The Nigerian Civil War – between the Federal government of Nigeria and the Igbos who wanted a separatist Biafran nation – largely went under the radar at a time when the Vietnam War was hitting headlines across the globe. This happened despite the fact that between 45,000 to 100,000 soldiers were killed while over 2 million Biafran civilians died due to a manmade famine thanks to the Nigerian naval blockade. It’s estimated that between 2 to 4.5 million people were displaced.
Of course, the truth has a way of finding the light. Eventually, pictures found their way to London and the images shocked the world, particularly those of children suffering from acute protein deficiency.
Taking all that into context, while one might disagree with Prof Anya’s tone and tenor, there’s no denying the rage she and her people feel.
And those weren’t the only crimes during Elizabeth II’s reign. These included the Malayan Emergency (which included using Agent Orange to starve insurgents), the brutal repression of the Mau Mau rebellion in Kenya, the war in Yemen and Bloody Sunday in Northern Ireland.
This brings us back to the question – do we hold the Queen responsible for the aforementioned? For what it’s worth, it was called Her Majesty’s Government (HMG) and while her defendants might argue that she was just a figurehead, she was the figurehead of a brutal imperialist force.
If she felt moral scruples, she could’ve taken a page from her uncle who preferred a dalliance to the throne and abdicated. But she never did, and for which we can’t blame her. Who’d want to give up untold riches that one is handed down by virtue of one’s birth?
Imagine travelling the world without a passport and legally being able to commit any crime without the law having an inkling what to do even if you went on a murderous rampage.
So, while one might understand the reluctance to abdicate, continuing as the Queen meant that she acquiesces to the crimes of the British government, not to mention those committed by her family members which includes sexual assault of minors and racism against its own members.
So, why didn't she abdicate? Normal people are wont to hold on to the riches they get by hook and crook (or in this case royal decree). If you are born with a super-charged silver spoon, why would you want to give up?
Thankfully, Charles III is unlikely to evoke the same sort of loyalty, love and respect as his mother, even if he is deemed the boss of all swans and bees. Elizabeth II was the last Royal and with her demise, the icon’s status will be downgraded.
It’s unlikely that another can take her place and will hopefully open the eyes of the British public to the follies of spending so much taxpayer's money to support the members of the Crown. The British Royals, unlike any other monarchy in existence, managed to survive for so long because of its ability to mould itself with the times, but all things must end.

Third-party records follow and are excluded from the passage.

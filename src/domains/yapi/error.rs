//! Failure type of the YApi client.

use thiserror::Error;

/// Result type for YApi client operations.
pub type YapiResult<T> = std::result::Result<T, YapiError>;

/// Everything that can go wrong while talking to YApi.
///
/// HTTP-level failures and business errors embedded in a 200 response
/// both surface as [`YapiError::Status`], so callers only need one arm
/// to route them through the error mapper.
#[derive(Debug, Error)]
pub enum YapiError {
    /// Non-2xx response, or a 2xx response carrying a non-zero `errcode`.
    ///
    /// `status` is the status the failure is classified under; `http_status`
    /// is what was actually received. They differ only for embedded errors.
    #[error("{}", describe_status(.http_status, .errcode))]
    Status {
        status: u16,
        http_status: u16,
        errcode: Option<i64>,
        body: String,
    },

    /// Connection, TLS or timeout failure.
    #[error("request failed: {0}")]
    Transport(#[from] reqwest::Error),

    /// The body did not have the expected shape.
    #[error("unexpected response: {0}")]
    Decode(String),

    /// Local input rejected before any request was made.
    #[error("{0}")]
    Validation(String),

    /// The client could not be built from the configuration.
    #[error("invalid client configuration: {0}")]
    Config(String),
}

impl YapiError {
    /// Failure for a non-2xx HTTP response.
    pub fn http_status(status: u16, body: impl Into<String>) -> Self {
        Self::Status {
            status,
            http_status: status,
            errcode: None,
            body: body.into(),
        }
    }

    /// Failure for a business error embedded in a response received with
    /// `http_status`.
    pub fn embedded(http_status: u16, errcode: i64, body: impl Into<String>) -> Self {
        Self::Status {
            status: status_for_errcode(errcode),
            http_status,
            errcode: Some(errcode),
            body: body.into(),
        }
    }

    /// A successful exchange whose payload names nothing, classified as 404.
    pub fn missing(http_status: u16, body: impl Into<String>) -> Self {
        Self::Status {
            status: 404,
            http_status,
            errcode: None,
            body: body.into(),
        }
    }

    pub fn decode(msg: impl Into<String>) -> Self {
        Self::Decode(msg.into())
    }

    pub fn validation(msg: impl Into<String>) -> Self {
        Self::Validation(msg.into())
    }

    /// The HTTP status the failure is classified under, if it has one.
    pub fn status(&self) -> Option<u16> {
        match self {
            Self::Status { status, .. } => Some(*status),
            _ => None,
        }
    }
}

fn describe_status(http_status: &u16, errcode: &Option<i64>) -> String {
    match errcode {
        Some(code) => format!("YApi reported errcode {} (HTTP {})", code, http_status),
        None => format!("HTTP {} returned by YApi", http_status),
    }
}

/// YApi errcode for "not logged in".
const ERRCODE_NOT_LOGGED_IN: i64 = 40011;
/// YApi errcode for "permission denied".
const ERRCODE_NO_PERMISSION: i64 = 405;
/// YApi errcode for "record does not exist".
const ERRCODE_NOT_EXIST: i64 = 490;

/// Pick the HTTP status an embedded errcode is treated as.
fn status_for_errcode(errcode: i64) -> u16 {
    match errcode {
        ERRCODE_NOT_LOGGED_IN => 401,
        ERRCODE_NO_PERMISSION => 403,
        ERRCODE_NOT_EXIST => 404,
        400..=599 => errcode as u16,
        _ => 400,
    }
}
//! Domains module containing business logic organized by bounded contexts.
//!
//! - **yapi**: the YApi HTTP client, its data model and error mapping
//! - **tools**: MCP tools that expose YApi operations to clients

pub mod tools;
pub mod yapi;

When Meghan and Harry appeared on Oprah, Patrick Fayne had written for The Irish Times that this wasn't about “ungrateful pauper elevated by monarchy" but a “union of two great houses, the Windsors and Californian Celebrity". Only one, he noted had a future and it was the one with the Netflix deal (instead of being the subject of a Netflix show).
Hopefully, this is how House Windsor loses wind. And as a post-script, it’s an intriguing coincidence that she passed away on the same day on which Netaji Subhash Chandra Bose’s statue was installed at the India Gate. The previous tenant? The man about whom Tagore certainly didn’t write Jana Gana Mana – King George V, Queen Elizabeth II’s grandfather. Make of that what you will.
The views expressed are the author's own.